> _Requirement_
Filter the records below and copy every line containing the word "ZeroInverseFeed".

> _Provided entries_
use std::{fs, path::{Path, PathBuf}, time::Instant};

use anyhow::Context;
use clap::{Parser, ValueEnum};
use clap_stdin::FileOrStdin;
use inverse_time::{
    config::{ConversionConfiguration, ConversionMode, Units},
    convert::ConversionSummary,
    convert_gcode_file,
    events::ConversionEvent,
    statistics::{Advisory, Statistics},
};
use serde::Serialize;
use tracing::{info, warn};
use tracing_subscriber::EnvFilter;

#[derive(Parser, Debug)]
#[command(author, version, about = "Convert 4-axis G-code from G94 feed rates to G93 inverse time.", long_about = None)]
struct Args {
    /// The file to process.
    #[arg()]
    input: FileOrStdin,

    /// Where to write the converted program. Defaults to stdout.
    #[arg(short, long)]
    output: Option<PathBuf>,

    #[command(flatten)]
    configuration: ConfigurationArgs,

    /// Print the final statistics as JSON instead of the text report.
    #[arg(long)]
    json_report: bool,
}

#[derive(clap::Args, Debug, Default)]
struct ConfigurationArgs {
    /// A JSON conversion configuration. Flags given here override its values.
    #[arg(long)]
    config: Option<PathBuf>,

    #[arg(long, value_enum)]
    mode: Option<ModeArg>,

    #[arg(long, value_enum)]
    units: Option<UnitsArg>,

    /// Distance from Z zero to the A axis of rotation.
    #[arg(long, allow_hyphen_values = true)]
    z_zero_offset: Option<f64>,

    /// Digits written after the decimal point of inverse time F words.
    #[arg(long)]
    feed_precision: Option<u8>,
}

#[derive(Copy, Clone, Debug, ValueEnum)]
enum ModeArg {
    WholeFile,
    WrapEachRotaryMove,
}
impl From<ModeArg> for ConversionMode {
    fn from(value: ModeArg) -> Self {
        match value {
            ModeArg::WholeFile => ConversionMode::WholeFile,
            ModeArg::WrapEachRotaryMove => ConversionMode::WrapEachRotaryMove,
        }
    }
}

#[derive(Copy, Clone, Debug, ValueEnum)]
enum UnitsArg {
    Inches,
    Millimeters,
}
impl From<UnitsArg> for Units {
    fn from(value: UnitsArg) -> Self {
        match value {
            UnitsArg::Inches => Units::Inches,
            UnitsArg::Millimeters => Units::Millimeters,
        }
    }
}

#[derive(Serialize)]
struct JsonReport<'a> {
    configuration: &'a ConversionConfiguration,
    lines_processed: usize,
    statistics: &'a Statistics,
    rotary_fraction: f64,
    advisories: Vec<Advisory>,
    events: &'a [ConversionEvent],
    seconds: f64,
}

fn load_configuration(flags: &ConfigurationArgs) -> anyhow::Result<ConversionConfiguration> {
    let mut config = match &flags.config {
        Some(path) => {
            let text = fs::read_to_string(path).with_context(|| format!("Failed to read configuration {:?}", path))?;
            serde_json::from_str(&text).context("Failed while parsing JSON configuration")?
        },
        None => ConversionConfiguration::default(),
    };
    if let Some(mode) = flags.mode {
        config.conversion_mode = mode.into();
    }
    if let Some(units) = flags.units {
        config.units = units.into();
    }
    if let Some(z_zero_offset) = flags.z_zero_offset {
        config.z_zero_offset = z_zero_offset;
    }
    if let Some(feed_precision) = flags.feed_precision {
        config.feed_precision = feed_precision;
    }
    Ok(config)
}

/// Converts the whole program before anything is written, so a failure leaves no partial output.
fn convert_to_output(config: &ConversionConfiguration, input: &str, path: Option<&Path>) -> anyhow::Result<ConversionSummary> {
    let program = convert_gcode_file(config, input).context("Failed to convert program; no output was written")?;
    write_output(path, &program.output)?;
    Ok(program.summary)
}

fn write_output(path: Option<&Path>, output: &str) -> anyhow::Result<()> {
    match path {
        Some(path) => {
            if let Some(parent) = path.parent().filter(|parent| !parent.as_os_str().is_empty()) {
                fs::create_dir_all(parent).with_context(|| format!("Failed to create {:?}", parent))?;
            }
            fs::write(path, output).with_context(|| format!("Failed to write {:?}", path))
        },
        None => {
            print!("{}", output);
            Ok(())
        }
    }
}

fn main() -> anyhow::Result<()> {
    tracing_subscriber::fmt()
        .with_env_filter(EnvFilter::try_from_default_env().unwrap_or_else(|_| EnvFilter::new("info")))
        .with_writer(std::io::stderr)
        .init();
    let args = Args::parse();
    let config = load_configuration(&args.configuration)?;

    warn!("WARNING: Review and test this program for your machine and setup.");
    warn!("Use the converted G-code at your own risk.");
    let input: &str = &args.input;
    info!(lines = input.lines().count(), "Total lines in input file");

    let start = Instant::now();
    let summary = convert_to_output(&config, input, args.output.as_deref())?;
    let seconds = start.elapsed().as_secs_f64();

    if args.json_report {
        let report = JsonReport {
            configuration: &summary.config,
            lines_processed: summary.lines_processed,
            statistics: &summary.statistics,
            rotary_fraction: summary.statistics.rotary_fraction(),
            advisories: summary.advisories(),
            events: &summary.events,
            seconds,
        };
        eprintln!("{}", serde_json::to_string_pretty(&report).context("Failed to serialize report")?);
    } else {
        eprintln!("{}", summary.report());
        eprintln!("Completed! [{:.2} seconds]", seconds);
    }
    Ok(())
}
* * *
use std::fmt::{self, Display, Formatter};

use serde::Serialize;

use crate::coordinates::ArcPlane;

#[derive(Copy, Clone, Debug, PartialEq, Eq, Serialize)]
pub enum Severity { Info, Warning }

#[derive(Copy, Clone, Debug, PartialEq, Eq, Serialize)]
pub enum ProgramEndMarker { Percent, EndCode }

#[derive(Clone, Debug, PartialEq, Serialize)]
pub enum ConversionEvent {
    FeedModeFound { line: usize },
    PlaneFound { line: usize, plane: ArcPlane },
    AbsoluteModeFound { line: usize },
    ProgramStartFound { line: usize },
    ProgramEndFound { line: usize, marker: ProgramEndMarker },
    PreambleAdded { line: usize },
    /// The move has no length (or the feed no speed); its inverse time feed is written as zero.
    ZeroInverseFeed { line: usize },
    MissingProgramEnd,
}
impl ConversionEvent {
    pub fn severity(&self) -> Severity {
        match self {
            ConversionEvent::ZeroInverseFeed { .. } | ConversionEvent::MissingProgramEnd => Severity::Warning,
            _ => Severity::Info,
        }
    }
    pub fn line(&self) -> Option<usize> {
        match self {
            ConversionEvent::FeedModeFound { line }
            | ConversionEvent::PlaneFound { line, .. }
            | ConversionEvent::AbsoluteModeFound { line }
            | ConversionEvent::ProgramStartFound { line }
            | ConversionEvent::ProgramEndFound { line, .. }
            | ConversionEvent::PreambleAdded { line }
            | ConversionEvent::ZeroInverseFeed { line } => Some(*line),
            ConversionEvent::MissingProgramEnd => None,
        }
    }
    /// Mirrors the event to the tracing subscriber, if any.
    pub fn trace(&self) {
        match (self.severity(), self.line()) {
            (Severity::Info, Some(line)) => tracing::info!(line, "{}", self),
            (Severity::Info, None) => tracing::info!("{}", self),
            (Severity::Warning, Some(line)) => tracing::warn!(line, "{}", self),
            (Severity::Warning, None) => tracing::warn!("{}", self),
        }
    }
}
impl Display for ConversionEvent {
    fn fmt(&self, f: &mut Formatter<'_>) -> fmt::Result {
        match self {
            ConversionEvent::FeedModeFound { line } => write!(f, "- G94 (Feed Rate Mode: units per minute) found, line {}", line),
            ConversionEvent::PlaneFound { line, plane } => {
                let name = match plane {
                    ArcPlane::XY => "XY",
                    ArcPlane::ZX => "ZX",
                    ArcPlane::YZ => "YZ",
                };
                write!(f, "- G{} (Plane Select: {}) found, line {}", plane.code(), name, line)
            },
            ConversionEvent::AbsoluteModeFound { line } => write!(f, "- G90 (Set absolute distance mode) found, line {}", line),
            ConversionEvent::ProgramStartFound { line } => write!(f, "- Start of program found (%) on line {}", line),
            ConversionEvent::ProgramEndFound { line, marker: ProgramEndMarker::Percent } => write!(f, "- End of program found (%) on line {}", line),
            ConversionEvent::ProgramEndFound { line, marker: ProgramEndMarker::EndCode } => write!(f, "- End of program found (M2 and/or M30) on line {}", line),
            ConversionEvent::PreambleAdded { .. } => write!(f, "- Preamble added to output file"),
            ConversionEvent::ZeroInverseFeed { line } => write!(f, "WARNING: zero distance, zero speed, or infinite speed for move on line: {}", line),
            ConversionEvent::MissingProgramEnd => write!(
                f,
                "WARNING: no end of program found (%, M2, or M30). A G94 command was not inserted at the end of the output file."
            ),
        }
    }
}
--
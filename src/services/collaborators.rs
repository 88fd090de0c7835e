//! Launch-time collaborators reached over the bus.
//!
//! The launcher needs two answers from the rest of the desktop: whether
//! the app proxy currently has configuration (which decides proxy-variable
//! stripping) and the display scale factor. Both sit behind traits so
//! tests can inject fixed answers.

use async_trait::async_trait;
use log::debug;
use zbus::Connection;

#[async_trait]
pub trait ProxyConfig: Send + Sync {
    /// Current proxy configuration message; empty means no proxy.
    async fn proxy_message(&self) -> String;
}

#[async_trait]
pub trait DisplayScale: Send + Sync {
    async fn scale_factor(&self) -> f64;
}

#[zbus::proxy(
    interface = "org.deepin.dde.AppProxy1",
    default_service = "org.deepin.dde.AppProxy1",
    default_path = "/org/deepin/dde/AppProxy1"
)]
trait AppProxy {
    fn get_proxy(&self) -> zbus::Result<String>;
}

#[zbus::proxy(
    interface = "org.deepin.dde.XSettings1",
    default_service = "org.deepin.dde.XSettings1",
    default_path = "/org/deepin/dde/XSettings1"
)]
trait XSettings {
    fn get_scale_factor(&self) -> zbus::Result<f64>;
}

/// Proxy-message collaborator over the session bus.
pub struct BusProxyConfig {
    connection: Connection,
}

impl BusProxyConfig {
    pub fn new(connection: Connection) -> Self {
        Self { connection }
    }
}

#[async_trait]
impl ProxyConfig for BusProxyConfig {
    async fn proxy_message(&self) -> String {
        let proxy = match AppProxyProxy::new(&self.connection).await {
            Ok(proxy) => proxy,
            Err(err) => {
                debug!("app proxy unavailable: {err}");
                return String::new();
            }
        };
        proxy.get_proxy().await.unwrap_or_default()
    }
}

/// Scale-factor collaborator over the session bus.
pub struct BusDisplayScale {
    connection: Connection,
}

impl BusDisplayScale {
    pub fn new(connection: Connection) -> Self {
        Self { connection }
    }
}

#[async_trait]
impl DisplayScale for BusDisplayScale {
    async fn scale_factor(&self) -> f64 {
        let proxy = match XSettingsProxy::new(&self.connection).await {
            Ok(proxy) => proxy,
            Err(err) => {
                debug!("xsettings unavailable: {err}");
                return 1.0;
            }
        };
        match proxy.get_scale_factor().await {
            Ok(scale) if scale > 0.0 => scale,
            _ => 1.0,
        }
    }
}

> _Exercise result_
    ZeroInverseFeed { line: usize },
            ConversionEvent::ZeroInverseFeed { .. } | ConversionEvent::MissingProgramEnd => Severity::Warning,
            | ConversionEvent::ZeroInverseFeed { line } => Some(*line),
            ConversionEvent::ZeroInverseFeed { line } => write!(f, "WARNING: zero distance, zero speed, or infinite speed for move on line: {}", line),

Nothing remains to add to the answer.